Kah Walla

La femme politique appelle le peuple à descendre en masse dans les rues de la capitale politique Yaoundé pour faire fuir le dirigeant camerounais.

La présidente du Camerooon people party (CPP), poursuit sa lutte contre le régime de Yaoundé qu’elle qualifie de dictatorial.

Bien connue pour son franc-parler et son intransigeance, elle ne cache plus son envie de voir le pays basculer entièrement dans vers révolution non-violente,  à l’image du Burkina Faso, du Soudan ou encore de l’Algérie, ceci pour réclamer le départ de Paul Biya.

Ce matin sur Equinoxe radio, l’activiste politique de 54 ans, très hostile au régime, a été interpellée sur le comment ramener la paix au Cameroun, notamment dans les régions du Nord-Ouest et du Sud-ouest.

Comme toujours, Kah Walla a expliqué qu’il est fondamentalement impossible d’envisager une quelconque stabilité du pays avec toujours à sa tête le vieux président de 86 ans.

L’initiatrice de mouvement « Stand up For Cameroon », et du « vendredi en noir » a soutienu que le peuple doit absolument reprendre sans crainte son destin. « La violence de Biya ne représente rien à celle de Omar Hassan el-Bechir (président soudanais reversé par la rue Ndlr », a-t-elle mesuré. Avant d'indiquer que le seul moyen de restaurer la confiance des anglophones reste le départ du locataire du Palais d’Etoudi. « Si Paul Biya part aujourd’hui, on a une chance de récupérer les anglophones », a-t-elle insisté.

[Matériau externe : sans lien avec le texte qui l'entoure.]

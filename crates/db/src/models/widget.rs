//! Form widget models: the widget row, its email notification settings,
//! pre-fill mappings and the platform brand record.

use serde::Serialize;
use serde_json::Value;
use sqlx::FromRow;
use widgetry_core::notification::EmailNotificationConfig;
use widgetry_core::types::{DbId, PublicId, Timestamp};

// ---------------------------------------------------------------------------
// Entity structs (database rows)
// ---------------------------------------------------------------------------

/// A row from the `widgets` table.
#[derive(Debug, Clone, FromRow, Serialize)]
pub struct Widget {
    pub id: PublicId,
    pub user_id: DbId,
    pub widget_type: String,
    pub name: String,
    pub title: String,
    pub description: String,
    pub html: String,
    pub script: String,
    pub widget_fields: Value,
    pub redirect_url: Option<String>,
    pub success_msg: String,
    pub post_submit_action: String,
    pub spam_protection: bool,
    pub font_family: Option<String>,
    pub title_size: Option<String>,
    pub text_size: Option<String>,
    pub direction: String,
    pub default_language: String,
    pub is_email_notification: bool,
    pub sheet_id: Option<String>,
    pub title_style: Option<Value>,
    pub header: Option<Value>,
    pub display_settings: Option<Value>,
    pub submit_button: Option<Value>,
    pub theme: Option<Value>,
    pub footer: Option<Value>,
    pub user_brand_info: Option<Value>,
    pub created_at: Timestamp,
    pub updated_at: Timestamp,
}

/// A row from `widget_email_notifications`.
#[derive(Debug, Clone, FromRow, Serialize)]
pub struct EmailNotification {
    pub id: DbId,
    pub widget_id: PublicId,
    pub auto_responder_email: bool,
    pub response_subject: String,
    pub response_message: String,
    pub sender_name: String,
    pub subject: String,
    pub message: String,
    pub email: Vec<String>,
    pub created_at: Timestamp,
    pub updated_at: Timestamp,
}

impl EmailNotification {
    pub fn config(&self) -> EmailNotificationConfig {
        EmailNotificationConfig {
            auto_responder_email: self.auto_responder_email,
            response_subject: self.response_subject.clone(),
            response_message: self.response_message.clone(),
            sender_name: self.sender_name.clone(),
            subject: self.subject.clone(),
            message: self.message.clone(),
            email: self.email.clone(),
        }
    }
}

/// A row from `widget_pre_fills`.
#[derive(Debug, Clone, FromRow, Serialize)]
pub struct PreFill {
    pub id: DbId,
    #[serde(skip)]
    pub widget_id: PublicId,
    pub field_id: String,
    pub parameter_name: String,
    #[serde(skip)]
    pub created_at: Timestamp,
}

/// A row from `admin_brand_info`.
#[derive(Debug, Clone, FromRow)]
pub struct AdminBrandInfo {
    pub id: DbId,
    pub logo: Option<String>,
    pub name: String,
    pub redirect_url: Option<String>,
    pub created_at: Timestamp,
    pub updated_at: Timestamp,
}

// ---------------------------------------------------------------------------
// DTOs
// ---------------------------------------------------------------------------

/// Every writable widget column.
///
/// Creates and updates both write the full set; callers resolve partial
/// updates against the stored row before saving.
#[derive(Debug, Clone, Default)]
pub struct WidgetWrite {
    pub widget_type: String,
    pub name: String,
    pub title: String,
    pub description: String,
    pub html: String,
    pub script: String,
    pub widget_fields: Value,
    pub redirect_url: Option<String>,
    pub success_msg: String,
    pub post_submit_action: String,
    pub spam_protection: bool,
    pub font_family: Option<String>,
    pub title_size: Option<String>,
    pub text_size: Option<String>,
    pub direction: String,
    pub default_language: String,
    pub is_email_notification: bool,
    pub title_style: Option<Value>,
    pub header: Option<Value>,
    pub display_settings: Option<Value>,
    pub submit_button: Option<Value>,
    pub theme: Option<Value>,
    pub footer: Option<Value>,
    pub user_brand_info: Option<Value>,
}

impl From<&Widget> for WidgetWrite {
    fn from(w: &Widget) -> Self {
        Self {
            widget_type: w.widget_type.clone(),
            name: w.name.clone(),
            title: w.title.clone(),
            description: w.description.clone(),
            html: w.html.clone(),
            script: w.script.clone(),
            widget_fields: w.widget_fields.clone(),
            redirect_url: w.redirect_url.clone(),
            success_msg: w.success_msg.clone(),
            post_submit_action: w.post_submit_action.clone(),
            spam_protection: w.spam_protection,
            font_family: w.font_family.clone(),
            title_size: w.title_size.clone(),
            text_size: w.text_size.clone(),
            direction: w.direction.clone(),
            default_language: w.default_language.clone(),
            is_email_notification: w.is_email_notification,
            title_style: w.title_style.clone(),
            header: w.header.clone(),
            display_settings: w.display_settings.clone(),
            submit_button: w.submit_button.clone(),
            theme: w.theme.clone(),
            footer: w.footer.clone(),
            user_brand_info: w.user_brand_info.clone(),
        }
    }
}

/// DTO for one pre-fill mapping.
#[derive(Debug, Clone)]
pub struct CreatePreFill {
    pub field_id: String,
    pub parameter_name: String,
}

Une fois le régime tombé, Kah Walla, trois fois candidate aux elections présidentielles au Cameroun, ayant récemment pris part au forum de Munich (Allemangne) pour la transition politique au Cameroun, explique que l’on devra mettre en place un gouvernement de transition qui devra faire deux ans et conduire le vrai dialogue national.